Loin de ces choses sérieuses, pour les jeunes d’aujourd’hui, c’est une affaire d’esthétique et de mode. Hicham Rabie, gérant d’une célèbre chaîne de salons de coiffure pour hommes, explique que la moustache est aujourd’hui une manière d’affirmer le look. « Il y a des jeunes qui viennent me voir pour se faire raccourcir leurs moustaches tout en se laissant pousser les cheveux dans la nuque. Tout ça, c’est de l’imitation des chanteurs à la mode et des youtubers », confie-t-il.
Cependant, cet ornement viril, passé du signe de masculinité à l’affirmation d’un look, est encore bien vu.
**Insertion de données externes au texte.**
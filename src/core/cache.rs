use std::sync::{Arc, PoisonError, RwLock};

use chrono::{DateTime, Duration, Utc};

/// Immutable cached value with the time it was computed.
#[derive(Debug)]
pub struct Snapshot<T> {
    pub timestamp: DateTime<Utc>,
    pub payload: T,
}

/// Time-to-live cache holding a single snapshot.
///
/// Readers get an `Arc` to a complete snapshot; writers swap in a new `Arc`
/// under the write lock, so a reader never sees a half-written entry. A
/// snapshot is fresh while `now - timestamp < ttl`.
#[derive(Debug)]
pub struct SnapshotCache<T> {
    ttl: Duration,
    slot: RwLock<Option<Arc<Snapshot<T>>>>,
}

impl<T> SnapshotCache<T> {
    pub fn new(ttl: Duration) -> Self {
        Self {
            ttl,
            slot: RwLock::new(None),
        }
    }

    pub fn with_ttl_secs(secs: u64) -> Self {
        Self::new(Duration::seconds(secs.min(i64::MAX as u64) as i64))
    }

    pub fn ttl(&self) -> Duration {
        self.ttl
    }

    /// The current snapshot if it is still fresh at `now`.
    pub fn get_fresh(&self, now: DateTime<Utc>) -> Option<Arc<Snapshot<T>>> {
        let guard = self.slot.read().unwrap_or_else(PoisonError::into_inner);
        guard
            .as_ref()
            .filter(|snap| now - snap.timestamp < self.ttl)
            .cloned()
    }

    /// Replace the cached snapshot in a single assignment.
    pub fn replace(&self, now: DateTime<Utc>, payload: T) -> Arc<Snapshot<T>> {
        let snap = Arc::new(Snapshot {
            timestamp: now,
            payload,
        });
        let mut guard = self.slot.write().unwrap_or_else(PoisonError::into_inner);
        *guard = Some(Arc::clone(&snap));
        snap
    }

    /// Return the fresh snapshot, or compute and store a new one.
    ///
    /// The second element is `true` on a cache hit. `compute` runs outside
    /// the lock; concurrent misses may both compute and the last write wins.
    pub fn get_or_refresh(
        &self,
        now: DateTime<Utc>,
        compute: impl FnOnce() -> T,
    ) -> (Arc<Snapshot<T>>, bool) {
        if let Some(snap) = self.get_fresh(now) {
            tracing::debug!(age_secs = (now - snap.timestamp).num_seconds(), "Cache hit");
            return (snap, true);
        }
        tracing::debug!("Cache miss, recomputing");
        (self.replace(now, compute()), false)
    }

    pub fn invalidate(&self) {
        let mut guard = self.slot.write().unwrap_or_else(PoisonError::into_inner);
        *guard = None;
    }
}
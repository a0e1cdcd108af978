use crate::core::distance_metric::SeriesDistance;

/// Planar distance between two `[latitude, longitude]` points, in degrees.
///
/// Coordinates are treated as a flat plane, so cluster thresholds are in
/// degrees (0.05° ≈ 5.5 km of latitude). Missing components read as 0;
/// non-finite coordinates yield 0.
#[derive(Debug, Clone)]
pub struct PlanarSpatial;

impl SeriesDistance for PlanarSpatial {
    fn distance(a: &[f64], b: &[f64]) -> f64 {
        let coord = |p: &[f64], i: usize| p.get(i).copied().unwrap_or(0.0);
        let dlat = coord(a, 0) - coord(b, 0);
        let dlon = coord(a, 1) - coord(b, 1);
        let d = dlat.hypot(dlon);
        if d.is_finite() {
            d
        } else {
            0.0
        }
    }
}

#[cfg(test)]
mod tests {
    use super::*;

    #[test]
    fn test_three_four_five() {
        let d = PlanarSpatial::distance(&[43.0, -79.0], &[46.0, -75.0]);
        assert!((d - 5.0).abs() < 1e-12);
    }

    #[test]
    fn test_symmetric() {
        let a = [43.65, -79.38];
        let b = [45.42, -75.69];
        assert_eq!(PlanarSpatial::distance(&a, &b), PlanarSpatial::distance(&b, &a));
    }

    #[test]
    fn test_nan_coordinates_resolve_to_zero() {
        assert_eq!(PlanarSpatial::distance(&[f64::NAN, 0.0], &[1.0, 1.0]), 0.0);
    }
}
Chaque année au mois de novembre, la moustache revient sur le devant de la scène avec le « Movember », un événement caritatif international de 30 jours durant lequel des hommes du monde entier se laissent pousser la moustache. Le but de cette initiative lancée depuis 2003 est de sensibiliser l’opinion publique aux maladies masculines, telles que le cancer de la prostate et des testicules, et de lever des fonds pour la recherche.
Reste à dire que chacun choisit de porter la moustache ou la barbe pour ses propres raisons. Ce ne sont plus vraiment des marqueurs sociaux, mais plutôt des marqueurs culturels, religieux ou tout simplement des accessoires de mode qui agrémentent le style des hommes.